Above all, the studies in Ethiopia, Ghana, Nigeria, and Zambia suggest that, despite the need for legal reforms, these should be preceded by institutional reforms that enhance the regulatory, as opposed to the facilitatory, functions of the state and customary authorities. Four institutional conditions need to be fulfilled and updated over time; namely clarity of mandate, capacity to act upon granted authority, incentive to adequately represent the right stakeholder – helped by the removal of distortionary incentives – and accountability in case of non-compliance.
Realizing such reforms is by no means a simple task. As we have seen, local state-elite alliances capitalize on legal ambiguities and gaps in enforcement and implementation to capture and internalize new market opportunities.
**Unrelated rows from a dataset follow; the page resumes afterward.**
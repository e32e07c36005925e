//! CSV parsing
//!
//! Handles quoted fields, embedded commas and newlines, `""` escapes and any
//! mix of `\n`, `\r\n` and `\r` line endings. Blank lines are skipped.

use crate::models::RawRow;
use thiserror::Error;

#[derive(Debug, Error, PartialEq, Eq)]
pub enum CsvError {
    /// A quoted field was still open at end of input
    #[error("Unterminated quoted field starting on line {0}")]
    UnterminatedQuote(usize),
}

/// Split CSV text into records of raw fields
pub fn parse_records(text: &str) -> Result<Vec<Vec<String>>, CsvError> {
    let text = text.strip_prefix('\u{feff}').unwrap_or(text);

    let mut records = Vec::new();
    let mut record: Vec<String> = Vec::new();
    let mut field = String::new();
    let mut in_quotes = false;
    let mut line = 1;
    let mut quote_line = 0;
    let mut chars = text.chars().peekable();

    while let Some(c) = chars.next() {
        if in_quotes {
            match c {
                '"' if chars.peek() == Some(&'"') => {
                    chars.next();
                    field.push('"');
                }
                '"' => in_quotes = false,
                '\n' => {
                    line += 1;
                    field.push(c);
                }
                _ => field.push(c),
            }
            continue;
        }

        match c {
            '"' => {
                in_quotes = true;
                quote_line = line;
            }
            ',' => record.push(std::mem::take(&mut field)),
            '\r' | '\n' => {
                if c == '\r' && chars.peek() == Some(&'\n') {
                    chars.next();
                }
                line += 1;
                record.push(std::mem::take(&mut field));
                push_record(&mut records, std::mem::take(&mut record));
            }
            _ => field.push(c),
        }
    }

    if in_quotes {
        return Err(CsvError::UnterminatedQuote(quote_line));
    }

    if !field.is_empty() || !record.is_empty() {
        record.push(field);
        push_record(&mut records, record);
    }

    Ok(records)
}

fn push_record(records: &mut Vec<Vec<String>>, record: Vec<String>) {
    if record.iter().any(|f| !f.trim().is_empty()) {
        records.push(record);
    }
}

/// Zip data records against the header record
///
/// Header labels are trimmed; columns with an empty label are dropped.
/// Missing trailing fields become empty strings, surplus fields are ignored.
pub fn records_to_rows(records: Vec<Vec<String>>, origin: &str) -> Vec<RawRow> {
    let mut iter = records.into_iter();
    let headers: Vec<String> = match iter.next() {
        Some(header) => header.into_iter().map(|h| h.trim().to_string()).collect(),
        None => return Vec::new(),
    };

    iter.enumerate()
        .map(|(i, record)| {
            let mut row = RawRow::new(origin, i + 1);
            for (idx, label) in headers.iter().enumerate() {
                if label.is_empty() {
                    continue;
                }
                let value = record.get(idx).cloned().unwrap_or_default();
                row.push(label.clone(), value);
            }
            row
        })
        .collect()
}

/// Parse CSV text straight into rows
pub fn parse_csv(text: &str, origin: &str) -> Result<Vec<RawRow>, CsvError> {
    Ok(records_to_rows(parse_records(text)?, origin))
}

#[cfg(test)]
mod tests {
    use super::*;

    #[test]
    fn test_quoted_fields_with_commas_and_escapes() {
        let records =
            parse_records("a,b,c\n\"x, y\",\"say \"\"hi\"\"\",plain\n").unwrap();
        assert_eq!(records.len(), 2);
        assert_eq!(records[1], vec!["x, y", "say \"hi\"", "plain"]);
    }

    #[test]
    fn test_mixed_line_endings_and_blank_lines() {
        let records = parse_records("h1,h2\r\n1,2\n\n3,4\r\r\n5,6").unwrap();
        assert_eq!(
            records,
            vec![
                vec!["h1", "h2"],
                vec!["1", "2"],
                vec!["3", "4"],
                vec!["5", "6"],
            ]
        );
    }

    #[test]
    fn test_newline_inside_quotes_kept() {
        let records = parse_records("name,notes\nGala,\"line one\nline two\"\n").unwrap();
        assert_eq!(records[1][1], "line one\nline two");
    }

    #[test]
    fn test_unterminated_quote_is_error() {
        let err = parse_records("a,b\n1,\"oops\n2,3\n").unwrap_err();
        assert_eq!(err, CsvError::UnterminatedQuote(2));
    }

    #[test]
    fn test_bom_stripped() {
        let rows = parse_csv("\u{feff}ACNO,CULTIVAR NAME\nMAL0100,Honeycrisp\n", "x.csv").unwrap();
        assert_eq!(rows[0].get("ACNO"), Some("MAL0100"));
    }

    #[test]
    fn test_missing_trailing_fields_become_empty() {
        let rows = parse_csv("a,b,c\n1\n", "x.csv").unwrap();
        assert_eq!(rows.len(), 1);
        assert_eq!(rows[0].get("a"), Some("1"));
        assert_eq!(rows[0].get("b"), Some(""));
        assert_eq!(rows[0].get("c"), Some(""));
    }

    #[test]
    fn test_rows_numbered_and_ordered() {
        let rows = parse_csv("id\nfirst\n\nsecond\nthird\n", "x.csv").unwrap();
        let ids: Vec<_> = rows.iter().map(|r| r.get("id").unwrap()).collect();
        assert_eq!(ids, vec!["first", "second", "third"]);
        assert_eq!(rows[2].row_number, 3);
        assert_eq!(rows[2].origin, "x.csv");
    }

    #[test]
    fn test_header_only_yields_no_rows() {
        assert!(parse_csv("a,b\n", "x.csv").unwrap().is_empty());
        assert!(parse_csv("", "x.csv").unwrap().is_empty());
    }
}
This then serves to advance the interests of global capital. As this capital becomes more entrenched and the state further aligns itself with it as well as becoming increasingly reliant on it, – for example, through revenues that are more difficult to collect from the rural population – much as in the oil-based rentier states, the loss of necessity to adequately represent the local population may further strengthen established lines of inclusion and exclusion rather than provide the foundation for institutional reform.
Given the transboundary nature of the phenomenon, there is also an urgent need to strengthen extraterritorial oversight. However, there are no simple solutions here either. Practice has shown that WTO rules on protectionism and sovereignty issues severely limit the capacity of consumer countries to interfere in host country affairs, especially in social issues. While the most encompassing innovations are taking place in the marketplace – in the form, for example, of voluntary certification schemes that aim to ensure that a product, the used production method or system, show the set characteristics – the adoption and relevance of such instruments in Africa has been negligible to date.
Therefore, in the absence of sufficiently comprehensive and effective international regulatory frameworks, host country governments bear much of the farmland governance burden. Since they tend to be ill-equipped or disinclined to provide the necessary oversight, despite the hypothetical developmental potential of these investments, Africa risks importing the costs of global resource scarcities, while the gains are exported. This calls for an urgent exploration of innovative regulatory architectures that bring together different approaches, across scales, in a manner that is complementary and mutually reinforcing. Unravelling the ways that different types of investors respond to different types of regulatory impulses will be instrumental to achieving this.